__WORKING DATA__.
//! `#[db(...)]` field attribute parsing shared by both derives.

use syn::{Data, DeriveInput, Field, Fields, Ident, LitStr, Result};

/// Parsed `#[db(...)]` options of one field.
pub struct FieldAttrs {
    pub ident: Ident,
    pub column: String,
    pub id: bool,
    pub skip: bool,
}

impl FieldAttrs {
    fn parse(field: &Field) -> Result<Self> {
        let ident = field
            .ident
            .clone()
            .ok_or_else(|| syn::Error::new_spanned(field, "expected a named field"))?;
        let mut attrs = FieldAttrs {
            column: ident.to_string(),
            ident,
            id: false,
            skip: false,
        };

        for attr in field.attrs.iter().filter(|a| a.path().is_ident("db")) {
            attr.parse_nested_meta(|meta| {
                if meta.path.is_ident("column") {
                    let lit: LitStr = meta.value()?.parse()?;
                    attrs.column = lit.value();
                    Ok(())
                } else if meta.path.is_ident("id") {
                    attrs.id = true;
                    Ok(())
                } else if meta.path.is_ident("skip") {
                    attrs.skip = true;
                    Ok(())
                } else {
                    Err(meta.error("unknown db attribute; expected `column`, `id` or `skip`"))
                }
            })?;
        }
        Ok(attrs)
    }
}

/// Named fields of a struct with their attributes, or a spanned error naming `derive`.
pub fn named_fields(input: &DeriveInput, derive: &str) -> Result<Vec<FieldAttrs>> {
    let fields = match &input.data {
        Data::Struct(data) => match &data.fields {
            Fields::Named(fields) => &fields.named,
            _ => {
                return Err(syn::Error::new_spanned(
                    input,
                    format!("{derive} can only be derived for structs with named fields"),
                ));
            }
        },
        _ => {
            return Err(syn::Error::new_spanned(
                input,
                format!("{derive} can only be derived for structs"),
            ));
        }
    };
    fields.iter().map(FieldAttrs::parse).collect()
}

__EXERCISE DESCRIPTION__. Please repeat the listing word for word.

__WRITTEN SOLUTION__.
//! `#[db(...)]` field attribute parsing shared by both derives.

use syn::{Data, DeriveInput, Field, Fields, Ident, LitStr, Result};

/// Parsed `#[db(...)]` options of one field.
pub struct FieldAttrs {
    pub ident: Ident,
    pub column: String,
    pub id: bool,
    pub skip: bool,
}

impl FieldAttrs {
    fn parse(field: &Field) -> Result<Self> {
        let ident = field
            .ident
            .clone()
            .ok_or_else(|| syn::Error::new_spanned(field, "expected a named field"))?;
        let mut attrs = FieldAttrs {
            column: ident.to_string(),
            ident,
            id: false,
            skip: false,
        };

        for attr in field.attrs.iter().filter(|a| a.path().is_ident("db")) {
            attr.parse_nested_meta(|meta| {
                if meta.path.is_ident("column") {
                    let lit: LitStr = meta.value()?.parse()?;
                    attrs.column = lit.value();
                    Ok(())
                } else if meta.path.is_ident("id") {
                    attrs.id = true;
                    Ok(())
                } else if meta.path.is_ident("skip") {
                    attrs.skip = true;
                    Ok(())
                } else {
                    Err(meta.error("unknown db attribute; expected `column`, `id` or `skip`"))
                }
            })?;
        }
        Ok(attrs)
    }
}

/// Named fields of a struct with their attributes, or a spanned error naming `derive`.
pub fn named_fields(input: &DeriveInput, derive: &str) -> Result<Vec<FieldAttrs>> {
    let fields = match &input.data {
        Data::Struct(data) => match &data.fields {
            Fields::Named(fields) => &fields.named,
            _ => {
                return Err(syn::Error::new_spanned(
                    input,
                    format!("{derive} can only be derived for structs with named fields"),
                ));
            }
        },
        _ => {
            return Err(syn::Error::new_spanned(
                input,
                format!("{derive} can only be derived for structs"),
            ));
        }
    };
    fields.iter().map(FieldAttrs::parse).collect()
}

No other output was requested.